Entries supplied
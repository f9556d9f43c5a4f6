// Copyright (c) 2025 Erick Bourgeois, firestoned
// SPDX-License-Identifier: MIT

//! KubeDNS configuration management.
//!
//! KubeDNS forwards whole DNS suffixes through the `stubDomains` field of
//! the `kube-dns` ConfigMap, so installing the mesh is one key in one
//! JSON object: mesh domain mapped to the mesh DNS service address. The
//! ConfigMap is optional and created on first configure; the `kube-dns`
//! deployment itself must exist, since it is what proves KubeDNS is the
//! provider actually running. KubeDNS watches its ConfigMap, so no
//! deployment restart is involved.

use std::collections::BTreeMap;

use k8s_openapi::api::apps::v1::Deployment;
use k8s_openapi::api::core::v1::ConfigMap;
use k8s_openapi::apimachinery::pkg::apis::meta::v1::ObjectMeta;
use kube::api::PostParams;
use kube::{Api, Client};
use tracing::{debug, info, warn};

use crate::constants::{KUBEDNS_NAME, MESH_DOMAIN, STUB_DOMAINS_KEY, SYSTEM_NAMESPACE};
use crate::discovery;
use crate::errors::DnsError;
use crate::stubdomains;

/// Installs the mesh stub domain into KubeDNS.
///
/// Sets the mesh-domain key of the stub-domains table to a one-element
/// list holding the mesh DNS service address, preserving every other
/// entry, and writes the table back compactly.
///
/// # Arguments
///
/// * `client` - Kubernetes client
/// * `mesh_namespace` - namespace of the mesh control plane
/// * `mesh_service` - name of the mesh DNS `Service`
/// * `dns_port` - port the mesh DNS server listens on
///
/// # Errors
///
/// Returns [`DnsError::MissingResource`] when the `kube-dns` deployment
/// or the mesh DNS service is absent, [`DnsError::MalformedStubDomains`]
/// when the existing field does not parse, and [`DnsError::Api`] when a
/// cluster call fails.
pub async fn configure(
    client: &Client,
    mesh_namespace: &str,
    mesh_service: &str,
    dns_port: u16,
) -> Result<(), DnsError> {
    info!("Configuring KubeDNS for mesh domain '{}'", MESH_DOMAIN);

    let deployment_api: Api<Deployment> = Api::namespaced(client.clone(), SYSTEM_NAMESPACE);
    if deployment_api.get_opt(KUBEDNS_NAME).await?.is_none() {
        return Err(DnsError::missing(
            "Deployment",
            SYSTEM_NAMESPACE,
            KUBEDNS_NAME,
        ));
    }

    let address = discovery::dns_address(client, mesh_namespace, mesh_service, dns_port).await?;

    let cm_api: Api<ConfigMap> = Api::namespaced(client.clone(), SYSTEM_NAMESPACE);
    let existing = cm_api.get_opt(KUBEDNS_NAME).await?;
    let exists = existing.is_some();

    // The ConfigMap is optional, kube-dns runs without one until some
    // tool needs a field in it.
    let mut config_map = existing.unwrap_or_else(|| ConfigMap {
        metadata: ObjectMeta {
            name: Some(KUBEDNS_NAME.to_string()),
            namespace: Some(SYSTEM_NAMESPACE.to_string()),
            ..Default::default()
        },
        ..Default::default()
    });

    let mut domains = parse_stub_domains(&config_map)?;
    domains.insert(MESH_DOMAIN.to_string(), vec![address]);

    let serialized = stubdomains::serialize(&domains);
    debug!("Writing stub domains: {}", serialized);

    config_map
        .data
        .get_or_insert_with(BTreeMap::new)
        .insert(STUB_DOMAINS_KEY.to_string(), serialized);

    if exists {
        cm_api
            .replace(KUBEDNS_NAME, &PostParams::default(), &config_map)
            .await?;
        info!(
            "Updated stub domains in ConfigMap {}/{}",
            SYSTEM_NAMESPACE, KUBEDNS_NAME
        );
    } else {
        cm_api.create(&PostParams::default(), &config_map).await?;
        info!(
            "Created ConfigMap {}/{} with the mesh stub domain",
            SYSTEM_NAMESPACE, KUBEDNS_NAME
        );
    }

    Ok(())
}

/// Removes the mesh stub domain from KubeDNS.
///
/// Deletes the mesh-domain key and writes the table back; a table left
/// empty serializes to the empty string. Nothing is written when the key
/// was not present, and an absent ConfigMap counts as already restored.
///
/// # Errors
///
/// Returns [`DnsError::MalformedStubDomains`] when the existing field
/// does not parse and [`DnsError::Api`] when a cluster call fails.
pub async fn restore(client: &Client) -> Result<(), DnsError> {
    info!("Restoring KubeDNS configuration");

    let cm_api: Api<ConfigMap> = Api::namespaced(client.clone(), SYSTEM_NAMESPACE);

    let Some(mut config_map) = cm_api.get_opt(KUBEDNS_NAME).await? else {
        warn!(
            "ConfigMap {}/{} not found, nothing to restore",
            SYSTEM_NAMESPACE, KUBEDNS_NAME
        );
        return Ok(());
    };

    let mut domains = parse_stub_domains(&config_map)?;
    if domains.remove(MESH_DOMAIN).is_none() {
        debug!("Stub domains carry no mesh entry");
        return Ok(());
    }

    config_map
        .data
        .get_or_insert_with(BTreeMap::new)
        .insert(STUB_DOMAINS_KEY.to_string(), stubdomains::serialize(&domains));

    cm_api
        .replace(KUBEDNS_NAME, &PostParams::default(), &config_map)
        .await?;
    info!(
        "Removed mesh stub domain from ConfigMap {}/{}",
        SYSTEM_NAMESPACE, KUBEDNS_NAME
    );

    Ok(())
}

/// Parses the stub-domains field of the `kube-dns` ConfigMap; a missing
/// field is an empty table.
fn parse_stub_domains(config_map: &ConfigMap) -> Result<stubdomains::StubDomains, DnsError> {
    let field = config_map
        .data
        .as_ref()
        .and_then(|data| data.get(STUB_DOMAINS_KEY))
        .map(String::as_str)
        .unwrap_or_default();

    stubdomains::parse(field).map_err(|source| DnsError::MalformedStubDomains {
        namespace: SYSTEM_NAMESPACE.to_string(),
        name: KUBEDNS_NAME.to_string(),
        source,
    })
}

Prompt
Every line in the data above that contains "does" needs to be copied.

Answer box
/// when the existing field does not parse, and [`DnsError::Api`] when a
/// does not parse and [`DnsError::Api`] when a cluster call fails.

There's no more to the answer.